Fig 6. NR2B blockade and Src kinase inhibition block Zn²⁺ enhancement of Schaffer collateral-CA1 LTP.

(A)Time course of LTP of SCH-evoked fEPSPs in 1μM ZnCl₂ + Ro 25–6981 slices (circles, n = 8), compared to LTP in slices treated with 1μM Ro 25–6981 (black bar, squares, n = 7). There was no significant difference in the magnitude of LTP between groups. Sample traces for each treatment shown to right, before (dark traces) and 50 minutes after (light traces) TBS. (B) Summary of SCH-CA1 LTP 50 minutes post-TBS in slices treated with Ro25-6981 and Ro25-6981 + ZnCl₂, compared to drug-free control slices (n = 7; P>0.05; 1-way ANOVA). (C) Time course of LTP elicited by TBS (arrow) in the presence of 10μM PP2-treated slices (squares, n = 6), compared to LTP in PP2 + 1μM ZnCl₂ treated slices (circles, n = 5). The magnitude of LTP in the two groups were not significantly different (P>0.05; Student’s t-test).
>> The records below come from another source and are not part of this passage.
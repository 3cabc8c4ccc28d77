use std::env;
use std::process::Command;

fn main() {
    for var in ["RUSTC", "TARGET", "PROFILE"] {
        println!("cargo:rerun-if-env-changed={var}");
    }
    emit("PLUME_BUILD_TARGET", env::var("TARGET").ok());
    emit("PLUME_BUILD_PROFILE", env::var("PROFILE").ok());
    emit("PLUME_BUILD_RUSTC_VERSION", rustc_version());
}

fn emit(key: &str, value: Option<String>) {
    let value = value
        .map(|text| text.trim().to_string())
        .filter(|text| !text.is_empty())
        .unwrap_or_else(|| "unknown".to_string());
    println!("cargo:rustc-env={key}={value}");
}

fn rustc_version() -> Option<String> {
    let rustc = env::var("RUSTC").unwrap_or_else(|_| "rustc".to_string());
    let out = Command::new(rustc).arg("--version").output().ok()?;
    out.status
        .success()
        .then(|| String::from_utf8_lossy(&out.stdout).into_owned())
}
impl Catalog for SqliteHost {
    fn current_role(&self) -> Oid {
        self.role
    }

    fn routine(&self, oid: Oid) -> HostResult<RoutineMetadata> {
        let row = self
            .conn
            .query_row(
                "SELECT name, source, language, kind, returns_set, arg_types, arg_modes, \
                 arg_names, return_type, owner FROM plume_routines WHERE oid = ?1",
                params![oid],
                |row| {
                    Ok((
                        row.get::<_, String>(0)?,
                        row.get::<_, String>(1)?,
                        row.get::<_, String>(2)?,
                        row.get::<_, String>(3)?,
                        row.get::<_, bool>(4)?,
                        row.get::<_, String>(5)?,
                        row.get::<_, String>(6)?,
                        row.get::<_, String>(7)?,
                        row.get::<_, Oid>(8)?,
                        row.get::<_, Oid>(9)?,
                    ))
                },
            )
            .optional()?;
        let Some((name, source, language, kind, returns_set, arg_types, modes, names, ret, owner)) =
            row
        else {
            return Err(HostError::new(format!("cache lookup failed for function {oid}")));
        };
        let arg_types = split_list(&arg_types)
            .into_iter()
            .map(|raw| {
                raw.parse::<Oid>()
                    .map_err(|_| HostError::new(format!("corrupt argument type list for {name}")))
            })
            .collect::<HostResult<Vec<_>>>()?;
        let arg_modes = modes
            .chars()
            .map(|code| ArgMode::parse(&code.to_string()).unwrap_or(ArgMode::In))
            .collect();
        let arg_names = if arg_types.is_empty() {
            Vec::new()
        } else {
            names
                .split(',')
                .map(|name| (!name.is_empty()).then(|| name.to_string()))
                .collect()
        };
        Ok(RoutineMetadata {
            oid,
            kind: RoutineKind::parse(&kind).unwrap_or(RoutineKind::Function),
            name,
            source,
            language,
            returns_set,
            arg_types,
            arg_modes,
            arg_names,
            return_type: ret,
            owner,
        })
    }

    fn lookup_routine(&self, signature: &str) -> HostResult<Oid> {
        let signature = signature.trim();
        let (name, wanted) = match signature.split_once('(') {
            Some((name, rest)) => {
                let inner = rest.trim_end().strip_suffix(')').ok_or_else(|| {
                    HostError::new(format!("invalid function signature \"{signature}\""))
                })?;
                let mut wanted = Vec::new();
                for type_name in inner.split(',').map(str::trim).filter(|t| !t.is_empty()) {
                    wanted.push(self.type_by_name(type_name)?);
                }
                (name.trim(), Some(wanted))
            }
            None => (signature, None),
        };
        let candidates: Vec<RoutineMetadata> = self
            .routines_named(name)?
            .into_iter()
            .filter(|meta| match &wanted {
                Some(wanted) => {
                    let inputs: Vec<Oid> =
                        meta.input_args().iter().map(|(_, type_id)| *type_id).collect();
                    &inputs == wanted
                }
                None => true,
            })
            .collect();
        match candidates.as_slice() {
            [only] => Ok(only.oid),
            [] => Err(HostError::with_sqlstate(
                format!("function {signature} does not exist"),
                "42883",
            )),
            _ => Err(HostError::with_sqlstate(
                format!("function name \"{name}\" is not unique"),
                "42725",
            )),
        }
    }

    fn has_execute_privilege(&self, role: Oid, routine: Oid) -> HostResult<bool> {
        if role == SUPERUSER {
            return Ok(true);
        }
        let owner: Option<Oid> = self
            .conn
            .query_row(
                "SELECT owner FROM plume_routines WHERE oid = ?1",
                params![routine],
                |row| row.get(0),
            )
            .optional()?;
        if owner == Some(role) {
            return Ok(true);
        }
        let granted: i64 = self.conn.query_row(
            "SELECT COUNT(*) FROM plume_grants WHERE routine = ?1 AND role IN (?2, ?3)",
            params![routine, role, PUBLIC],
            |row| row.get(0),
        )?;
        Ok(granted > 0)
    }

    fn type_info(&self, type_id: Oid) -> HostResult<TypeInfo> {
        if let Some(info) = types::builtin_type(type_id) {
            return Ok(info);
        }
        let Some((oid, name, array_oid)) = self.composite_by_oid(type_id)? else {
            return Err(HostError::new(format!("cache lookup failed for type {type_id}")));
        };
        if type_id == array_oid {
            return Ok(TypeInfo {
                oid: array_oid,
                name: format!("_{name}"),
                category: TypeCategory::Array,
                element: Some(oid),
                array_type: None,
                len: -1,
                by_value: false,
                align: 'd',
            });
        }
        Ok(TypeInfo {
            oid,
            name,
            category: TypeCategory::Composite,
            element: None,
            array_type: Some(array_oid),
            len: -1,
            by_value: false,
            align: 'd',
        })
    }

    fn type_by_name(&self, name: &str) -> HostResult<Oid> {
        if let Some(oid) = types::builtin_type_by_name(name) {
            return Ok(oid);
        }
        let (base, depth) = types::split_type_name(name);
        let found: Option<(Oid, Oid)> = self
            .conn
            .query_row(
                "SELECT oid, array_oid FROM plume_types WHERE name = ?1",
                params![base],
                |row| Ok((row.get(0)?, row.get(1)?)),
            )
            .optional()?;
        match (found, depth) {
            (Some((oid, _)), 0) => Ok(oid),
            (Some((_, array_oid)), _) => Ok(array_oid),
            (None, _) => Err(HostError::with_sqlstate(
                format!("type \"{name}\" does not exist"),
                "42704",
            )),
        }
    }

    fn row_descriptor(&self, type_id: Oid) -> HostResult<RowDescriptor> {
        let mut stmt = self.conn.prepare(
            "SELECT name, type_id, dropped FROM plume_type_attributes \
             WHERE type_oid = ?1 ORDER BY position",
        )?;
        let rows = stmt.query_map(params![type_id], |row| {
            Ok(Attribute {
                name: row.get(0)?,
                type_id: row.get(1)?,
                dropped: row.get(2)?,
            })
        })?;
        let attributes = rows.collect::<Result<Vec<_>, _>>()?;
        if attributes.is_empty() {
            return Err(HostError::new(format!("type {type_id} is not composite")));
        }
        Ok(RowDescriptor::new(type_id, attributes))
    }

    fn module_source(&self, path: &str) -> HostResult<Option<String>> {
        Ok(self
            .conn
            .query_row(
                "SELECT source FROM plume_modules WHERE path = ?1",
                params![path],
                |row| row.get(0),
            )
            .optional()?)
    }
}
Sample traces for each treatment shown to right, before (dark traces) and 50 minutes after (light traces) drug application. (D) Summary of normalized fEPSP slope 50 minutes after TBS in slices treated with 1μM ZnCl₂ + PP2 versus PP2. Statistical data are presented as mean ± SEM. (E) Western blot analysis showing the Mean ± SEM of phosphorylation at Y1472 on NMDA NR2B receptor subunits in the untreated control slices, compared to slices treated with 1μM ZnCl₂ or with 1μM ZnCl₂ and the PP2 inhibitor. Zn²⁺ treatment did not significantly alter the state of phosphorylation of the NR2B subunits at Y1472 (P>0.05; Dunnett’s multiple comparison test).